At talks in Brussels on Monday, Cabinet Office minister Michael Gove made clear the Government was not prepared to back down despite a renewed threat by the EU of legal action.
Despite their differences, the two sides are continuing their negotiations on a free trade deal in talks in the Belgian capital headed by Michel Barnier for the EU and Britain’s David Frost.
Both sides have acknowledged that time is running out, and that agreement needs to be in place by mid-October.
Mr Johnson has said that he is prepared to walk away from the negotiating table if it cannot be settled by the EU summit on October 15 as it will be too late to implement before the end of the current Brexit transition period at the end of the year.
The Bill will now go to the House of Lords.
Ministers argue the measures are necessary to provide a “legal safety net” to protect the Northern Ireland peace process if Britain fails to get an agreement on a post-Brexit free trade deal with the EU.

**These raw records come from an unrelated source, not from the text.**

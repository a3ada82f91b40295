//! REST identity client for a GoTrue-style auth API.
//!
//! Endpoints used (relative to the configured backend URL):
//! - `POST /auth/v1/token?grant_type=password` - credential sign-in
//! - `POST /auth/v1/token?grant_type=refresh_token` - token refresh
//! - `POST /auth/v1/signup` - account creation
//! - `POST /auth/v1/logout` - session revocation
//!
//! The client keeps the current session in memory, publishes the access token
//! through a shared [`BearerToken`] for the row-store client, and reports every
//! change to its subscribers.

use arc_swap::ArcSwapOption;
use async_trait::async_trait;
use chrono::{DateTime, TimeZone, Utc};
use reqwest::StatusCode;
use serde::Deserialize;
use serde_json::{json, Value};
use std::sync::{Arc, Weak};

use super::{
    AuthError, AuthIdentity, Connector, IdentityClient, Metadata, Session, SessionEvent,
    SessionEventKind, SignUp, Subscribers, Subscription,
};
use crate::config::BackendConfig;

/// Access token shared between the identity client and row-store requests.
#[derive(Debug, Clone, Default)]
pub struct BearerToken(Arc<ArcSwapOption<String>>);

impl BearerToken {
    pub fn new() -> Self {
        Self::default()
    }

    pub fn get(&self) -> Option<Arc<String>> {
        self.0.load_full()
    }

    pub fn set(&self, token: Option<String>) {
        self.0.store(token.map(Arc::new));
    }
}

/// Builds [`HttpIdentityClient`]s from backend configuration.
pub struct HttpConnector {
    config: BackendConfig,
    bearer: BearerToken,
}

impl HttpConnector {
    pub fn new(config: BackendConfig, bearer: BearerToken) -> Self {
        Self { config, bearer }
    }
}

impl Connector for HttpConnector {
    fn connect(&self) -> Result<Arc<dyn IdentityClient>, AuthError> {
        let client = HttpIdentityClient::from_config(&self.config, self.bearer.clone())?;
        let client = Arc::new(client);
        if self.config.auto_refresh {
            HttpIdentityClient::spawn_auto_refresh(
                &client,
                self.config.refresh_check_interval(),
                self.config.refresh_margin(),
            );
        }
        Ok(client)
    }
}

#[derive(Debug, Deserialize)]
struct UserPayload {
    id: String,
    email: Option<String>,
    #[serde(default)]
    user_metadata: Option<Metadata>,
}

impl From<UserPayload> for AuthIdentity {
    fn from(user: UserPayload) -> Self {
        Self {
            id: user.id,
            email: user.email.unwrap_or_default(),
            metadata: user.user_metadata.unwrap_or_default(),
        }
    }
}

#[derive(Debug, Deserialize)]
struct TokenResponse {
    access_token: String,
    refresh_token: String,
    token_type: Option<String>,
    expires_in: Option<i64>,
    expires_at: Option<i64>,
    user: UserPayload,
}

impl TokenResponse {
    fn into_session(self, now: DateTime<Utc>) -> Session {
        let expires_at = match (self.expires_at, self.expires_in) {
            (Some(at), _) => Utc.timestamp_opt(at, 0).single(),
            (None, Some(secs)) => Some(now + chrono::Duration::seconds(secs)),
            (None, None) => None,
        };
        Session {
            access_token: self.access_token,
            refresh_token: self.refresh_token,
            token_type: self.token_type.unwrap_or_else(|| "bearer".to_string()),
            expires_at,
            user: self.user.into(),
        }
    }
}

/// Parse a token grant response body into a session.
pub(crate) fn parse_token_response(body: &str, now: DateTime<Utc>) -> Result<Session, AuthError> {
    let response: TokenResponse = serde_json::from_str(body)
        .map_err(|e| AuthError::InvalidResponse(format!("token response: {}", e)))?;
    Ok(response.into_session(now))
}

/// Parse a sign-up response: either a full token response or a bare user
/// (confirmation pending), possibly wrapped in `{"user": ...}`.
pub(crate) fn parse_sign_up_response(body: &str, now: DateTime<Utc>) -> Result<SignUp, AuthError> {
    let value: Value = serde_json::from_str(body)
        .map_err(|e| AuthError::InvalidResponse(format!("sign-up response: {}", e)))?;

    if value.get("access_token").is_some() {
        let session = serde_json::from_value::<TokenResponse>(value)
            .map_err(|e| AuthError::InvalidResponse(format!("sign-up response: {}", e)))?
            .into_session(now);
        return Ok(SignUp {
            identity: session.user.clone(),
            session: Some(session),
        });
    }

    let user = value.get("user").cloned().unwrap_or(value);
    let user: UserPayload = serde_json::from_value(user)
        .map_err(|e| AuthError::InvalidResponse(format!("sign-up user: {}", e)))?;
    Ok(SignUp {
        identity: user.into(),
        session: None,
    })
}
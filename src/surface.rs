//! Read-only view of the session state consumed by every screen.
//!
//! [`AuthState`] is an immutable snapshot; a new one is published on every
//! change. [`AuthContext`] is the handle screens hold: it reads the latest
//! snapshot without locking and forwards the few mutators to the controller.

use serde::{Serialize, Serializer};
use std::sync::Arc;
use tokio::sync::watch;

use crate::controller::SessionController;
use crate::error::SessionError;
use crate::identity::{AuthError, AuthIdentity, Metadata, Session, SignUp};
use crate::profile::ProfileUpdate;
use crate::user::ExtendedUser;

/// Controller lifecycle phase
#[derive(Debug, Clone, Copy, Default, PartialEq, Eq, Serialize)]
#[serde(rename_all = "lowercase")]
pub enum Phase {
    #[default]
    Uninitialized,
    Initializing,
    Ready,
}

/// Snapshot of the session state.
#[derive(Debug, Clone, Default, PartialEq)]
pub struct AuthState {
    pub phase: Phase,
    /// Never serialized; tokens stay in-process
    pub session: Option<Session>,
    pub user: Option<ExtendedUser>,
    /// Set once `Ready` is first reached; never reverts
    pub initialized: bool,
    /// The identity backend could not be constructed at startup
    pub backend_unavailable: bool,
}

impl AuthState {
    pub fn loading(&self) -> bool {
        self.phase != Phase::Ready
    }

    pub fn is_admin(&self) -> bool {
        self.user.as_ref().is_some_and(ExtendedUser::is_admin)
    }

    pub fn is_manager(&self) -> bool {
        self.user.as_ref().is_some_and(ExtendedUser::is_manager)
    }

    pub fn user_id(&self) -> Option<&str> {
        self.user.as_ref().map(|u| u.id.as_str())
    }

    pub fn session_user_id(&self) -> Option<&str> {
        self.session.as_ref().map(Session::user_id)
    }
}

/// Serialized form of [`AuthState`], with the derived flags filled in.
#[derive(Serialize)]
struct StateView<'a> {
    phase: Phase,
    loading: bool,
    initialized: bool,
    backend_unavailable: bool,
    is_admin: bool,
    is_manager: bool,
    user: Option<&'a ExtendedUser>,
}

impl Serialize for AuthState {
    fn serialize<S: Serializer>(&self, serializer: S) -> Result<S::Ok, S::Error> {
        StateView {
            phase: self.phase,
            loading: self.loading(),
            initialized: self.initialized,
            backend_unavailable: self.backend_unavailable,
            is_admin: self.is_admin(),
            is_manager: self.is_manager(),
            user: self.user.as_ref(),
        }
        .serialize(serializer)
    }
}

/// Handle through which the application reads and drives the session state.
#[derive(Clone)]
pub struct AuthContext {
    controller: SessionController,
}

impl AuthContext {
    pub(crate) fn new(controller: SessionController) -> Self {
        Self { controller }
    }

    pub fn state(&self) -> Arc<AuthState> {
        self.controller.state()
    }

    pub fn user(&self) -> Option<ExtendedUser> {
        self.state().user.clone()
    }

    pub fn session(&self) -> Option<Session> {
        self.state().session.clone()
    }

    pub fn loading(&self) -> bool {
        self.state().loading()
    }

    pub fn initialized(&self) -> bool {
        self.state().initialized
    }

    pub fn backend_unavailable(&self) -> bool {
        self.state().backend_unavailable
    }

    pub fn is_admin(&self) -> bool {
        self.state().is_admin()
    }

    pub fn is_manager(&self) -> bool {
        self.state().is_manager()
    }

    /// Receiver that is notified on every published change.
    pub fn watch(&self) -> watch::Receiver<u64> {
        self.controller.changes()
    }

    /// Wait for the next published change and return the new snapshot.
    pub async fn changed(&self) -> Arc<AuthState> {
        let mut changes = self.watch();
        let _ = changes.changed().await;
        self.state()
    }

    /// Wait until the published state satisfies `pred`.
    ///
    /// Returns the current snapshot if the controller goes away first.
    pub async fn wait_until<F>(&self, pred: F) -> Arc<AuthState>
    where
        F: Fn(&AuthState) -> bool,
    {
        let mut changes = self.watch();
        loop {
            let state = self.state();
            if pred(&state) {
                return state;
            }
            if changes.changed().await.is_err() {
                return self.state();
            }
        }
    }

    pub async fn sign_in(&self, email: &str, password: &str) -> Result<(AuthIdentity, Session), AuthError> {
        self.controller.sign_in(email, password).await
    }

    pub async fn sign_up(
        &self,
        email: &str,
        password: &str,
        metadata: Option<Metadata>,
    ) -> Result<SignUp, AuthError> {
        self.controller.sign_up(email, password, metadata).await
    }

    pub async fn sign_out(&self) {
        self.controller.sign_out().await
    }

    pub async fn refresh_user(&self) {
        self.controller.refresh_user().await
    }

    pub async fn update_profile(&self, fields: ProfileUpdate) -> Result<(), SessionError> {
        self.controller.update_profile(fields).await
    }
}
impl Inner {
    /// Publish a new snapshot. Callers hold the writer lock.
    fn publish<F>(&self, _writer: &Writer, f: F)
    where
        F: FnOnce(&mut AuthState),
    {
        let current = self.state.load_full();
        let mut next = AuthState::clone(&current);
        f(&mut next);
        self.state.store(Arc::new(next));
        self.changes.send_modify(|version| *version += 1);
    }

    async fn initialize(self: Arc<Self>) {
        {
            let writer = self.writer.lock();
            self.publish(&writer, |s| s.phase = Phase::Initializing);
        }
        tracing::debug!("Session controller initializing");

        let session = match self.identity.get_current_session().await {
            Ok(session) => session,
            Err(AuthError::BackendUnavailable(reason)) => {
                tracing::error!(
                    operation = "get_session",
                    reason = %reason,
                    "Identity backend unavailable, continuing signed out"
                );
                let writer = self.writer.lock();
                self.publish(&writer, |s| {
                    s.phase = Phase::Ready;
                    s.initialized = true;
                    s.backend_unavailable = true;
                    s.session = None;
                    s.user = None;
                });
                return;
            }
            Err(e) => {
                tracing::warn!(
                    operation = "get_session",
                    code = e.code(),
                    error = %e,
                    "Could not read current session, continuing signed out"
                );
                None
            }
        };

        let initial_user = session.as_ref().map(|s| s.user.id.clone());
        if let Some(session) = session {
            let identity = session.user.clone();
            {
                let writer = self.writer.lock();
                self.publish(&writer, |s| s.session = Some(session));
            }
            if let Some(ticket) = self.begin_fetch(&identity.id, false) {
                self.spawn_fetch(identity, ticket).await;
            }
        }

        {
            let writer = self.writer.lock();
            self.publish(&writer, |s| {
                s.phase = Phase::Ready;
                s.initialized = true;
            });
        }
        tracing::info!(user_id = ?initial_user, "Session controller ready");

        match self.identity.on_session_change() {
            Ok(subscription) => {
                let inner = self.clone();
                self.tasks.spawn(inner.listen(subscription, initial_user));
            }
            Err(e) => {
                tracing::error!(
                    operation = "subscribe",
                    code = e.code(),
                    error = %e,
                    "Could not subscribe to session changes"
                );
            }
        }
    }

    async fn listen(self: Arc<Self>, mut subscription: Subscription, initial_user: Option<String>) {
        // Anything that changed between the initial read and the subscription
        // shows up here; later changes are queued on the subscription.
        match self.identity.get_current_session().await {
            Ok(current) => {
                let current_user = current.as_ref().map(|s| s.user.id.clone());
                if current_user != initial_user {
                    tracing::info!(
                        before = ?initial_user,
                        after = ?current_user,
                        "Session changed during initialization, re-deriving"
                    );
                    self.handle_event(SessionEvent::new(SessionEventKind::Initial, current));
                }
            }
            Err(e) => {
                tracing::warn!(operation = "get_session", code = e.code(), error = %e, "Session re-check failed");
            }
        }

        loop {
            tokio::select! {
                _ = self.shutdown.cancelled() => break,
                event = subscription.recv() => match event {
                    Some(event) => self.handle_event(event),
                    None => {
                        tracing::debug!("Session event stream closed");
                        self.cache.clear();
                        break;
                    }
                }
            }
        }
        tracing::debug!("Session listener stopped");
    }

    fn handle_event(self: &Arc<Self>, event: SessionEvent) {
        let kind = event.kind;
        match event.session {
            None => self.clear_session(kind.as_str()),
            Some(session) => {
                let identity = session.user.clone();
                let holds_user = {
                    let writer = self.writer.lock();
                    let mut holds = false;
                    self.publish(&writer, |s| {
                        if s.user.as_ref().is_some_and(|u| u.id != identity.id) {
                            s.user = None;
                        }
                        holds = s.user.is_some();
                        s.session = Some(session);
                    });
                    holds
                };

                let forced = kind == SessionEventKind::SignedIn;
                let ticket = self.begin_fetch(&identity.id, forced).or_else(|| {
                    // Fetched before, but the merged user was dropped since
                    let orphaned = !holds_user
                        && self.cache.state(&identity.id) == Some(FetchState::Complete);
                    if orphaned {
                        self.begin_fetch(&identity.id, true)
                    } else {
                        None
                    }
                });

                match ticket {
                    Some(ticket) => {
                        tracing::debug!(event = %kind, user_id = %identity.id, seq = ticket.seq, "Profile fetch issued");
                        drop(self.spawn_fetch(identity, ticket));
                    }
                    None => {
                        tracing::debug!(event = %kind, user_id = %identity.id, "Profile fetch not needed");
                    }
                }
            }
        }
        self.counters.events_handled.fetch_add(1, Ordering::SeqCst);
    }

    /// Drop session, user and every fetch marker; fetches in flight become stale.
    fn clear_session(&self, reason: &str) {
        let mut writer = self.writer.lock();
        writer.epoch += 1;
        writer.last_applied.clear();
        self.cache.clear();
        let had_session = self.state.load().session.is_some();
        self.publish(&writer, |s| {
            s.session = None;
            s.user = None;
        });
        if had_session {
            tracing::info!(reason = %reason, "Signed out");
        }
    }

    /// Claim a fetch slot for `user_id`, or `None` if one is not needed.
    fn begin_fetch(&self, user_id: &str, forced: bool) -> Option<FetchTicket> {
        let writer = self.writer.lock();
        if !self.cache.try_begin(user_id, forced) {
            return None;
        }
        let seq = self.next_seq.fetch_add(1, Ordering::SeqCst) + 1;
        self.counters.fetches_issued.fetch_add(1, Ordering::SeqCst);
        Some(FetchTicket {
            seq,
            epoch: writer.epoch,
        })
    }

    /// Run a claimed fetch on the task tracker. It completes, and releases its
    /// cache marker, even if whoever awaits the result goes away.
    fn spawn_fetch(
        self: &Arc<Self>,
        identity: AuthIdentity,
        ticket: FetchTicket,
    ) -> impl Future<Output = Option<FetchOutcome>> {
        let handle = self.tasks.spawn(self.clone().run_fetch(identity, ticket));
        async move {
            match handle.await {
                Ok(outcome) => Some(outcome),
                Err(e) => {
                    tracing::error!(seq = ticket.seq, error = %e, "Profile fetch task failed");
                    None
                }
            }
        }
    }

    async fn run_fetch(self: Arc<Self>, identity: AuthIdentity, ticket: FetchTicket) -> FetchOutcome {
        let profile = self.resolve_profile(&identity).await;
        self.complete_fetch(&identity.id, profile, ticket)
    }

    /// Read the profile, creating the default row once if there is none.
    /// Every failure ends in `None` (bare identity).
    async fn resolve_profile(&self, identity: &AuthIdentity) -> Option<ProfileRecord> {
        match self.profiles.fetch(&identity.id).await {
            Ok(ProfileLookup::Found(record)) => return Some(record),
            Ok(ProfileLookup::Missing) => {
                tracing::debug!(user_id = %identity.id, "No profile row, creating default");
            }
            Ok(ProfileLookup::Empty) => {
                tracing::warn!(
                    user_id = %identity.id,
                    operation = "fetch_profile",
                    "Profile store returned neither row nor error, creating default"
                );
            }
            Err(e) => {
                tracing::error!(
                    user_id = %identity.id,
                    operation = "fetch_profile",
                    code = e.code(),
                    error = %e,
                    "Profile fetch failed, using bare identity"
                );
                return None;
            }
        }

        match self.profiles.create_default(identity).await {
            Ok(record) => {
                tracing::info!(user_id = %identity.id, role = %record.role, "Default profile created");
                Some(record)
            }
            Err(e) => {
                tracing::error!(
                    user_id = %identity.id,
                    operation = "create_profile",
                    code = e.code(),
                    error = %e,
                    "Default profile creation failed, using bare identity"
                );
                None
            }
        }
    }

    fn complete_fetch(
        &self,
        user_id: &str,
        profile: Option<ProfileRecord>,
        ticket: FetchTicket,
    ) -> FetchOutcome {
        let mut writer = self.writer.lock();

        let outcome = if writer.epoch != ticket.epoch {
            FetchOutcome::Discarded(StaleReason::SignedOut)
        } else {
            self.cache.mark_complete(user_id);
            let state = self.state.load_full();
            match state.session.as_ref() {
                Some(session) if session.user.id == user_id => {
                    let last = writer.last_applied.get(user_id).copied().unwrap_or(0);
                    if ticket.seq < last {
                        FetchOutcome::Discarded(StaleReason::Superseded)
                    } else {
                        writer.last_applied.insert(user_id.to_string(), ticket.seq);
                        let user = ExtendedUser::merge(&session.user, profile);
                        self.publish(&writer, |s| s.user = Some(user));
                        FetchOutcome::Applied
                    }
                }
                _ => FetchOutcome::Discarded(StaleReason::UserChanged),
            }
        };
        drop(writer);

        match outcome {
            FetchOutcome::Applied => {
                self.counters.fetches_applied.fetch_add(1, Ordering::SeqCst);
                tracing::debug!(user_id = %user_id, seq = ticket.seq, "Profile applied");
            }
            FetchOutcome::Discarded(reason) => {
                self.counters.fetches_discarded.fetch_add(1, Ordering::SeqCst);
                tracing::debug!(user_id = %user_id, seq = ticket.seq, reason = %reason, "Stale profile fetch discarded");
            }
        }
        outcome
    }
}
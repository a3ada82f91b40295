pub mod cache;
pub mod cli;
pub mod config;
pub mod controller;
pub mod error;
pub mod identity;
pub mod profile;
pub mod surface;
pub mod user;

#[cfg(test)]
mod testing;

pub use controller::{ControllerStats, FetchOutcome, SessionController, StaleReason};
pub use error::SessionError;
pub use identity::{AuthError, AuthIdentity, IdentityAdapter, IdentityClient, Session};
pub use profile::{ProfileError, ProfileRecord, ProfileStore, ProfileUpdate, Role};
pub use surface::{AuthContext, AuthState, Phase};
pub use user::ExtendedUser;
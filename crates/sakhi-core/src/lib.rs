pub mod config;
pub mod error;
pub mod events;
pub mod types;

pub use config::SakhiConfig;
pub use error::{Result, SakhiError};
pub use events::ConversationEvent;
pub use types::*;
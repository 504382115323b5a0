use thiserror::Error;

/// Top-level error type for Sakhi.
///
/// Covers the cross-cutting failures (configuration, I/O, serialization).
/// The chat crate defines its own `ChatError` and converts from this type so
/// that `?` works across the crate boundary.
#[derive(Debug, Error)]
#[non_exhaustive]
pub enum SakhiError {
    #[error("Configuration error: {0}")]
    Config(String),

    #[error("I/O error: {0}")]
    Io(#[from] std::io::Error),

    #[error("Serialization error: {0}")]
    Serialization(String),
}

impl From<toml::de::Error> for SakhiError {
    fn from(err: toml::de::Error) -> Self {
        SakhiError::Config(err.to_string())
    }
}

impl From<toml::ser::Error> for SakhiError {
    fn from(err: toml::ser::Error) -> Self {
        SakhiError::Config(err.to_string())
    }
}

impl From<serde_json::Error> for SakhiError {
    fn from(err: serde_json::Error) -> Self {
        SakhiError::Serialization(err.to_string())
    }
}

/// Convenience result alias.
pub type Result<T> = std::result::Result<T, SakhiError>;
//! CLI argument definitions for the Sakhi terminal assistant.
//!
//! Priority resolution: CLI args > env vars > config file > defaults.

use clap::{Parser, Subcommand};
use std::path::PathBuf;

/// Sakhi: a farming assistant you can chat with from the terminal.
#[derive(Parser, Debug)]
#[command(name = "sakhi", version, about)]
pub struct CliArgs {
    /// Path to the configuration file.
    #[arg(short = 'c', long = "config", global = true)]
    pub config: Option<PathBuf>,

    /// Log level (trace, debug, info, warn, error).
    #[arg(short = 'l', long = "log-level", global = true)]
    pub log_level: Option<String>,

    /// Simulated reply delay in milliseconds.
    #[arg(short = 'd', long = "delay-ms", global = true)]
    pub delay_ms: Option<u64>,

    #[command(subcommand)]
    pub command: Option<Command>,
}

#[derive(Subcommand, Debug, Clone, PartialEq, Eq)]
pub enum Command {
    /// Interactive chat session (default).
    Chat,
    /// Print the reply to a single question and exit.
    Ask {
        /// The question; multiple words are joined with spaces.
        #[arg(required = true)]
        text: Vec<String>,
    },
}

impl CliArgs {
    /// The subcommand to run, defaulting to `chat`.
    pub fn command(&self) -> Command {
        self.command.clone().unwrap_or(Command::Chat)
    }

    /// Resolve the configuration file path.
    ///
    /// Priority: --config flag > SAKHI_CONFIG env var > platform default (~/.sakhi/config.toml).
    pub fn resolve_config_path(&self) -> PathBuf {
        if let Some(ref p) = self.config {
            return p.clone();
        }
        if let Ok(p) = std::env::var("SAKHI_CONFIG") {
            return PathBuf::from(p);
        }
        default_config_path()
    }

    /// Resolve the reply delay.
    ///
    /// Priority: --delay-ms flag > SAKHI_REPLY_DELAY_MS env var > config file value.
    pub fn resolve_delay_ms(&self, config_delay_ms: u64) -> u64 {
        if let Some(ms) = self.delay_ms {
            return ms;
        }
        if let Ok(val) = std::env::var("SAKHI_REPLY_DELAY_MS") {
            if let Ok(ms) = val.parse::<u64>() {
                return ms;
            }
        }
        config_delay_ms
    }

    /// Resolve the log level.
    ///
    /// Priority: --log-level flag > config file value.
    pub fn resolve_log_level(&self, config_level: &str) -> String {
        self.log_level
            .clone()
            .unwrap_or_else(|| config_level.to_string())
    }
}

/// Default config file path for the current platform.
fn default_config_path() -> PathBuf {
    #[cfg(target_os = "windows")]
    if let Ok(home) = std::env::var("USERPROFILE") {
        return PathBuf::from(home).join(".sakhi").join("config.toml");
    }
    #[cfg(not(target_os = "windows"))]
    if let Ok(home) = std::env::var("HOME") {
        return PathBuf::from(home).join(".sakhi").join("config.toml");
    }
    PathBuf::from("config.toml")
}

However, the Government has faced fierce criticism from across the political spectrum for going back on commitments made in an international treaty.
Ministers were able to defuse a wider Tory rebellion after they agreed to amend the legislation to require a Commons vote before the provisions relating to Northern Ireland could be activated.
However, there may be further attempts to amend the legislation in the
Lords where a number of senior Tories – including former party leader Lord Howard of Lympne – have spoken out against it.